Par Nicolas Arquin, pour Windmag.com

11h15. Lorsque nous arrivons dans l’immense soufflerie « S6 » de l’Institut Aérotechnique de St-Cyr-L’Ecole (Yvelines, 78), les choses sérieuses ont déjà débutées pour Antoine Albeau, Marc Amerigo et les membres du projet «  Zephir ».  Juché sur son gréément, casque sur la tête, lunettes sur le visage, le recordman du monde de vitesse en windsurf (53,27 nœuds, réalisés en 2015) enchaîne les sessions dans cette soufflerie hors normes.

« On utilise une soufflerie à installation climatique, faite pour tester notamment des systèmes de refroidissement de véhicules, tels que des poids lourds ou des engins militaires. L’avantage de cette soufflerie, c’est qu’elle est de très grande dimension. Cela nous permet dans le cas d’Antoine de mettre la voile en entier. Au niveau aérodynamique, le flux d’air n’est pas d’une grande qualité car ce n’est pas le but de cette installation, mais nous pouvons quand même souffler aux environs de 30 nœuds, avec un air un peu turbulent. Ce n’est au final pas si loin de conditions réelles de vent de 30 nœuds… », nous détaille Clodoald Robert, directeur de l’Institut Aérotechnique.

Dans le hangar jouxtant la soufflerie, diverses voiles du Rétais attendent d’être utilisées par leur propriétaire, dont du matos très ancien. Marc Amerigo nous en dit plus : « Ce que l’on fait à l’occasion de ces tests, c’est de ressortir des placards des tas de concepts qui ont été faits par le passé, même s’ils n’ont jamais rien donné. C’est ce qui va alimenter le design du futur ! »

Antoine Albeau complète : « Le fil de la vie, de la compétition, de l’obligation pour les coureurs de faire des résultats en PWA etc… nous a fait oublier cette notion de vitesse. Avant, il y avait une Coupe du monde de vitesse avec au moins 5 ou 6 épreuves, mais depuis pas mal d’années il n’y a plus rien. On va donc pousser la chose, on va vraiment pousser la chose ! »

Une expérience inédite avec, comme fil rouge, la volonté de battre le record du monde de vitesse absolu à la voile (65,45 nœuds, soit environ 121 km/h, établi en 2012).
 Pour ce faire, Albeau et Amerigo entendent bien casser les codes et étudier les phénomènes aérodynamiques à haute vitesse. Alors, FRA-192 se donne à 200%, en position de ride, la voile se déformant en prenant la forme qu’elle prendrait dans le vent.

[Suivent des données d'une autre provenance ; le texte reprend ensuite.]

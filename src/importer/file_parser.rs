// ==========================================
// 通用数据交换引擎 - 文件解析器实现
// ==========================================
// 支持: CSV (.csv) / Excel (.xlsx/.xls)
// 约定: 所有单元格按字符串读取,空单元格是空串而非 null
// ==========================================

use crate::importer::error::{ImportError, ImportResult};
use crate::importer::record_importer_trait::FileParser;
use calamine::{open_workbook, Reader, Xlsx};
use csv::ReaderBuilder;
use std::collections::HashMap;
use std::fs::File;
use std::path::Path;

// ==========================================
// RawRow / RawTable - 解析产物
// ==========================================

/// 原始数据行: 列名 → 单元格文本（已去首尾空白）
#[derive(Debug, Clone)]
pub struct RawRow {
    pub row_number: usize, // 数据行号（1 起,不含表头）
    pub cells: HashMap<String, String>,
}

/// 原始表格: 表头 + 数据行
#[derive(Debug, Clone, Default)]
pub struct RawTable {
    pub headers: Vec<String>,
    pub rows: Vec<RawRow>,
}

// ==========================================
// CSV Parser 实现
// ==========================================
pub struct CsvParser;

impl FileParser for CsvParser {
    fn parse_to_raw_table(&self, file_path: &Path) -> ImportResult<RawTable> {
        let path = file_path;

        // 检查文件存在
        if !path.exists() {
            return Err(ImportError::FileNotFound(path.display().to_string()));
        }

        // 检查扩展名
        if let Some(ext) = path.extension() {
            if ext != "csv" {
                return Err(ImportError::UnsupportedFormat(
                    ext.to_string_lossy().to_string(),
                ));
            }
        }

        // 打开 CSV 文件
        let file = File::open(path)?;
        let mut reader = ReaderBuilder::new()
            .has_headers(true)
            .flexible(true) // 允许行长度不一致
            .from_reader(file);

        // 读取表头
        let headers: Vec<String> = reader
            .headers()?
            .iter()
            .map(|h| h.trim().to_string())
            .collect();

        // 读取所有行
        let mut rows = Vec::new();
        for (row_idx, result) in reader.records().enumerate() {
            let record = result?;
            let mut cells = HashMap::new();

            for (col_idx, value) in record.iter().enumerate() {
                if let Some(header) = headers.get(col_idx) {
                    cells.insert(header.clone(), value.trim().to_string());
                }
            }

            // 跳过完全空白的行
            if cells.values().all(|v| v.is_empty()) {
                continue;
            }

            rows.push(RawRow {
                row_number: row_idx + 1,
                cells,
            });
        }

        Ok(RawTable { headers, rows })
    }
}

// ==========================================
// Excel Parser 实现
// ==========================================
pub struct ExcelParser;

impl FileParser for ExcelParser {
    fn parse_to_raw_table(&self, file_path: &Path) -> ImportResult<RawTable> {
        let path = file_path;

        // 检查文件存在
        if !path.exists() {
            return Err(ImportError::FileNotFound(path.display().to_string()));
        }

        // 检查扩展名
        let ext = path.extension().and_then(|e| e.to_str()).unwrap_or("");
        if ext != "xlsx" && ext != "xls" {
            return Err(ImportError::UnsupportedFormat(ext.to_string()));
        }

        // 打开 Excel 文件
        let mut workbook: Xlsx<_> = open_workbook(path)
            .map_err(|e: calamine::XlsxError| ImportError::ExcelParseError(e.to_string()))?;

        // 读取第一个 sheet
        let sheet_names = workbook.sheet_names();
        if sheet_names.is_empty() {
            return Err(ImportError::ExcelParseError("Excel 文件无工作表".to_string()));
        }

        let sheet_name = sheet_names[0].clone();
        let range = workbook
            .worksheet_range(&sheet_name)
            .map_err(|e| ImportError::ExcelParseError(e.to_string()))?;

        // 提取表头（第一行）
        let mut sheet_rows = range.rows();
        let header_row = sheet_rows
            .next()
            .ok_or_else(|| ImportError::ExcelParseError("Excel 文件无数据行".to_string()))?;

        let headers: Vec<String> = header_row
            .iter()
            .map(|cell| cell.to_string().trim().to_string())
            .collect();

        // 读取数据行
        let mut rows = Vec::new();
        for (row_idx, data_row) in sheet_rows.enumerate() {
            let mut cells = HashMap::new();

            for (col_idx, cell) in data_row.iter().enumerate() {
                if let Some(header) = headers.get(col_idx) {
                    let value = cell.to_string().trim().to_string();
                    cells.insert(header.clone(), value);
                }
            }

            // 跳过完全空白的行
            if cells.values().all(|v| v.is_empty()) {
                continue;
            }

            rows.push(RawRow {
                row_number: row_idx + 1,
                cells,
            });
        }

        Ok(RawTable { headers, rows })
    }
}

// ==========================================
// 通用文件解析器（根据扩展名自动选择）
// ==========================================
pub struct UniversalFileParser;

impl FileParser for UniversalFileParser {
    fn parse_to_raw_table(&self, file_path: &Path) -> ImportResult<RawTable> {
        let ext = file_path
            .extension()
            .and_then(|e| e.to_str())
            .unwrap_or("")
            .to_lowercase();

        match ext.as_str() {
            "csv" => CsvParser.parse_to_raw_table(file_path),
            "xlsx" | "xls" => ExcelParser.parse_to_raw_table(file_path),
            _ => Err(ImportError::UnsupportedFormat(ext)),
        }
    }
}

 « Je me sens chez moi dans ces souffleries ! Au final, tu fais de la navigation pure… », confie Antoine Albeau à Wind Magazine. « A Magny-Cours c’était un peu délicat, on a vraiment travaillé sur l’aérodynamisme. Nous n’avions pas de voile du tout, il y avait juste le mât, un wishbone attaché en situation et ils t’envoyaient du vent fort.  C’était un peu différent. Ici, tu navigues. Tu as toute ta voile, on voit comment évoluent les filets d’air, et le vent est moins régulier ici, il est turbulent donc plus naturel. »

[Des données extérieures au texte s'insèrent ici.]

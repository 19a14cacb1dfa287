// ==========================================
// 通用数据交换引擎 - 扁平化转换器
// ==========================================
// 职责: 嵌套记录 ↔ 单行扁平记录 双向转换
// 契约: unflatten(flatten(x)) == x（模去列表顺序与空占位对象清理）
// ==========================================

use crate::domain::flat_field::parse_list_key;
use crate::domain::record::{FlatRecord, StructuredRecord};
use crate::domain::schema::FieldKind;
use crate::engine::classifier::SchemaClassifier;
use serde_json::{Map, Value};
use std::collections::HashSet;
use tracing::warn;

// ==========================================
// FlatConverter - 扁平化转换器
// ==========================================
pub struct FlatConverter<'a> {
    classifier: &'a SchemaClassifier,
}

impl<'a> FlatConverter<'a> {
    pub fn new(classifier: &'a SchemaClassifier) -> Self {
        Self { classifier }
    }

    /// 嵌套记录 → 扁平记录
    ///
    /// 展开规则:
    /// - 标量: 直拷
    /// - 标量列表: 以 ", " 拼接
    /// - 单值嵌套对象: 展开为点分键（一层）
    /// - 对象列表: 逐元素展开为 field[i].sub 键
    pub fn flatten(&self, record: &StructuredRecord) -> FlatRecord {
        let write_many: HashSet<String> = self.classifier.write_many_fields().into_iter().collect();
        let mut flat = FlatRecord::new();

        for (key, value) in record {
            match value {
                Value::Array(items) => {
                    if items.is_empty() {
                        // 空对象列表不产生任何列;空标量列表保留为空串
                        if write_many.contains(key.as_str()) {
                            flat.insert(key.clone(), Value::String(String::new()));
                        }
                        continue;
                    }

                    if items.iter().all(|item| !item.is_object()) {
                        let joined = items
                            .iter()
                            .map(scalar_display)
                            .collect::<Vec<_>>()
                            .join(", ");
                        flat.insert(key.clone(), Value::String(joined));
                        continue;
                    }

                    for (index, item) in items.iter().enumerate() {
                        if let Value::Object(element) = item {
                            for (sub_key, sub_value) in element {
                                flat.insert(
                                    format!("{}[{}].{}", key, index, sub_key),
                                    sub_value.clone(),
                                );
                            }
                        }
                    }
                }
                Value::Object(nested) => {
                    for (sub_key, sub_value) in nested {
                        flat.insert(format!("{}.{}", key, sub_key), sub_value.clone());
                    }
                }
                _ => {
                    flat.insert(key.clone(), value.clone());
                }
            }
        }

        flat
    }

    /// 扁平记录 → 嵌套记录
    ///
    /// 按键逐个归类:
    /// 1. field[i] / field[i].sub → 在 field 处扩充列表,空占位补到下标处
    /// 2. 标量列表字段 + 字符串值 → 逗号拆分、去空白、丢弃空段
    /// 3. 标量列表字段 + 非列表值 → 包装为单元素列表
    /// 4. 已知单值嵌套对象的点分键 → 归入嵌套对象
    /// 5. 其余 → 标量直拷
    /// 收尾: 清理对象列表中的全空占位对象
    pub fn unflatten(&self, flat: &FlatRecord) -> StructuredRecord {
        let write_many: HashSet<String> = self.classifier.write_many_fields().into_iter().collect();
        let mut parsed = StructuredRecord::new();

        for (key, value) in flat {
            // 情形 1: 具体下标的列表项键
            if let Some(parts) = parse_list_key(key) {
                if let Some(index) = parts.index {
                    let entry = parsed
                        .entry(parts.parent.clone())
                        .or_insert_with(|| Value::Array(Vec::new()));

                    let Value::Array(list) = entry else {
                        warn!(key = %key, "列表项键与既有标量值冲突,跳过");
                        continue;
                    };

                    match &parts.sub {
                        Some(sub_key) => {
                            // 对象必须落在精确下标处,缺口用空对象占位
                            while list.len() <= index {
                                list.push(Value::Object(Map::new()));
                            }
                            if let Value::Object(element) = &mut list[index] {
                                element.insert(sub_key.clone(), value.clone());
                            }
                        }
                        None => {
                            while list.len() <= index {
                                list.push(Value::Null);
                            }
                            list[index] = value.clone();
                        }
                    }
                    continue;
                }
            }

            // 情形 2/3: 标量列表字段
            if write_many.contains(key.as_str()) {
                let items = match value {
                    Value::String(raw) => split_delimited(raw),
                    Value::Array(existing) => existing.clone(),
                    other => vec![other.clone()],
                };
                parsed.insert(key.clone(), Value::Array(items));
                continue;
            }

            // 情形 4: 已知单值嵌套对象的点分键
            if let Some((prefix, sub_key)) = key.split_once('.') {
                let is_object_field = matches!(
                    self.classifier.field_spec(prefix).map(|f| &f.kind),
                    Some(FieldKind::Object(_))
                );

                if is_object_field {
                    let entry = parsed
                        .entry(prefix.to_string())
                        .or_insert_with(|| Value::Object(Map::new()));

                    if let Value::Object(nested) = entry {
                        nested.insert(sub_key.to_string(), value.clone());
                        continue;
                    }
                }
            }

            // 情形 5: 标量直拷
            parsed.insert(key.clone(), value.clone());
        }

        // 清理对象列表缺口留下的空占位对象
        for (_key, value) in parsed.iter_mut() {
            if let Value::Array(items) = value {
                if items.iter().any(Value::is_object) {
                    items.retain(|item| match item {
                        Value::Object(element) => !element.is_empty(),
                        _ => true,
                    });
                }
            }
        }

        parsed
    }
}

/// 标量显示值: 字符串原样,其余走 JSON 文本
fn scalar_display(value: &Value) -> String {
    match value {
        Value::String(text) => text.clone(),
        Value::Null => String::new(),
        other => other.to_string(),
    }
}

/// 逗号拆分: 去空白、丢弃空段
fn split_delimited(raw: &str) -> Vec<Value> {
    raw.split(',')
        .map(str::trim)
        .filter(|segment| !segment.is_empty())
        .map(|segment| Value::String(segment.to_string()))
        .collect()
}

#[cfg(test)]
mod tests {
    use super::*;
    use crate::domain::schema::{FieldSpec, RecordSchema, ScalarType};
    use serde_json::json;

    fn member_classifier() -> SchemaClassifier {
        let schema = RecordSchema::new(
            "member",
            vec![
                FieldSpec::scalar("name", ScalarType::String).required(),
                FieldSpec::scalar_list("tags"),
                FieldSpec::object(
                    "address",
                    vec![
                        FieldSpec::scalar("city", ScalarType::String),
                        FieldSpec::scalar("state", ScalarType::String),
                    ],
                ),
                FieldSpec::object_list(
                    "links",
                    vec![
                        FieldSpec::scalar("label", ScalarType::String),
                        FieldSpec::scalar("url", ScalarType::String),
                    ],
                ),
            ],
        );

        SchemaClassifier::new(&schema)
    }

    fn to_record(value: Value) -> StructuredRecord {
        match value {
            Value::Object(map) => map,
            _ => panic!("fixture must be an object"),
        }
    }

    #[test]
    fn test_flatten_scalar_and_list() {
        let classifier = member_classifier();
        let converter = FlatConverter::new(&classifier);

        let record = to_record(json!({
            "name": "Ada",
            "tags": ["red", "blue"],
        }));

        let flat = converter.flatten(&record);

        assert_eq!(flat.get("name"), Some(&json!("Ada")));
        assert_eq!(flat.get("tags"), Some(&json!("red, blue")));
    }

    #[test]
    fn test_flatten_nested_object_and_object_list() {
        let classifier = member_classifier();
        let converter = FlatConverter::new(&classifier);

        let record = to_record(json!({
            "address": {"city": "Austin", "state": "TX"},
            "links": [
                {"label": "home", "url": "https://a.example"},
                {"label": "work", "url": "https://b.example"},
            ],
        }));

        let flat = converter.flatten(&record);

        assert_eq!(flat.get("address.city"), Some(&json!("Austin")));
        assert_eq!(flat.get("address.state"), Some(&json!("TX")));
        assert_eq!(flat.get("links[0].label"), Some(&json!("home")));
        assert_eq!(flat.get("links[1].url"), Some(&json!("https://b.example")));
    }

    #[test]
    fn test_unflatten_builds_list_at_exact_index() {
        let classifier = member_classifier();
        let converter = FlatConverter::new(&classifier);

        let mut flat = FlatRecord::new();
        flat.insert("links[2].label".to_string(), json!("third"));

        let record = converter.unflatten(&flat);

        // 前两个空占位对象被清理,只留下有内容的元素
        assert_eq!(record.get("links"), Some(&json!([{"label": "third"}])));
    }

    #[test]
    fn test_unflatten_splits_write_many_string() {
        let classifier = member_classifier();
        let converter = FlatConverter::new(&classifier);

        let mut flat = FlatRecord::new();
        flat.insert("tags".to_string(), json!("  red , , blue  "));

        let record = converter.unflatten(&flat);

        assert_eq!(record.get("tags"), Some(&json!(["red", "blue"])));
    }

    #[test]
    fn test_unflatten_wraps_write_many_scalar() {
        let classifier = member_classifier();
        let converter = FlatConverter::new(&classifier);

        let mut flat = FlatRecord::new();
        flat.insert("tags".to_string(), json!(7));

        let record = converter.unflatten(&flat);

        assert_eq!(record.get("tags"), Some(&json!([7])));
    }

    #[test]
    fn test_unflatten_dotted_key_builds_nested_object() {
        let classifier = member_classifier();
        let converter = FlatConverter::new(&classifier);

        let mut flat = FlatRecord::new();
        flat.insert("address.city".to_string(), json!("Austin"));
        flat.insert("address.state".to_string(), json!("TX"));

        let record = converter.unflatten(&flat);

        assert_eq!(
            record.get("address"),
            Some(&json!({"city": "Austin", "state": "TX"}))
        );
    }

    #[test]
    fn test_unflatten_unknown_dotted_key_copied_as_scalar() {
        let classifier = member_classifier();
        let converter = FlatConverter::new(&classifier);

        let mut flat = FlatRecord::new();
        flat.insert("misc.note".to_string(), json!("keep"));

        let record = converter.unflatten(&flat);

        assert_eq!(record.get("misc.note"), Some(&json!("keep")));
    }

    #[test]
    fn test_round_trip_full_record() {
        let classifier = member_classifier();
        let converter = FlatConverter::new(&classifier);

        let record = to_record(json!({
            "name": "Ada",
            "tags": ["red", "blue", "green"],
            "address": {"city": "Austin", "state": "TX"},
            "links": [
                {"label": "a", "url": "https://a.example"},
                {"label": "b", "url": "https://b.example"},
                {"label": "c", "url": "https://c.example"},
            ],
        }));

        let round_tripped = converter.unflatten(&converter.flatten(&record));

        assert_eq!(round_tripped, record);
    }

    #[test]
    fn test_round_trip_single_element_list() {
        let classifier = member_classifier();
        let converter = FlatConverter::new(&classifier);

        let record = to_record(json!({
            "name": "Ada",
            "links": [{"label": "only", "url": "https://a.example"}],
        }));

        let round_tripped = converter.unflatten(&converter.flatten(&record));

        assert_eq!(round_tripped, record);
    }

    #[test]
    fn test_round_trip_empty_lists() {
        let classifier = member_classifier();
        let converter = FlatConverter::new(&classifier);

        let record = to_record(json!({
            "name": "Ada",
            "tags": [],
            "links": [],
        }));

        let round_tripped = converter.unflatten(&converter.flatten(&record));

        // 空标量列表保留,空对象列表在扁平形态中没有列,往返后消失
        assert_eq!(round_tripped.get("name"), Some(&json!("Ada")));
        assert_eq!(round_tripped.get("tags"), Some(&json!([])));
        assert_eq!(round_tripped.get("links"), None);
    }

    #[test]
    fn test_round_trip_from_flat_form() {
        let classifier = member_classifier();
        let converter = FlatConverter::new(&classifier);

        let mut flat = FlatRecord::new();
        flat.insert("name".to_string(), json!("Ada"));
        flat.insert("tags".to_string(), json!("red, blue"));
        flat.insert("address.city".to_string(), json!("Austin"));
        flat.insert("links[0].label".to_string(), json!("a"));
        flat.insert("links[1].label".to_string(), json!("b"));

        let round_tripped = converter.flatten(&converter.unflatten(&flat));

        assert_eq!(round_tripped, flat);
    }
}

La journée s’achèvera par des sessions en motion capture, le Rétais bardé de capteurs tout comme son gréément, afin de réaliser des animations en 3D. « On a appris ce qui se passe entre un bonhomme et sa voile », lance, satisfait, Marc Amerigo. « Je trouve super qu’on puisse aligner tout le savoir-faire du monde industriel et technologique au service du windsurf et de la communauté windsurf ! Merci Wind Magazine d’être présent, ce que l’on fait va au-delà du windsurf mais c’est important que la communauté windsurf soit au plus près de nous. On a eus quatre jours où nous sommes allés au-delà de ce que l’on voulait faire. Je suis ravi, techniquement on a vu ce que l’on voulait voir, ça a confirmé nos ressentis, nos projections. On a des résultats concrets, de la mesure, de la visualisation. Antoine a même découvert des choses sur les écoulements et sur l’aérodynamique autour de lui et de son gréement… On a ressorti des tiroirs des très vieux matériels qui nous ont permis d’aller explorer des petites choses. Je suis très content, avec Antoine nous sommes comme deux gosses ! »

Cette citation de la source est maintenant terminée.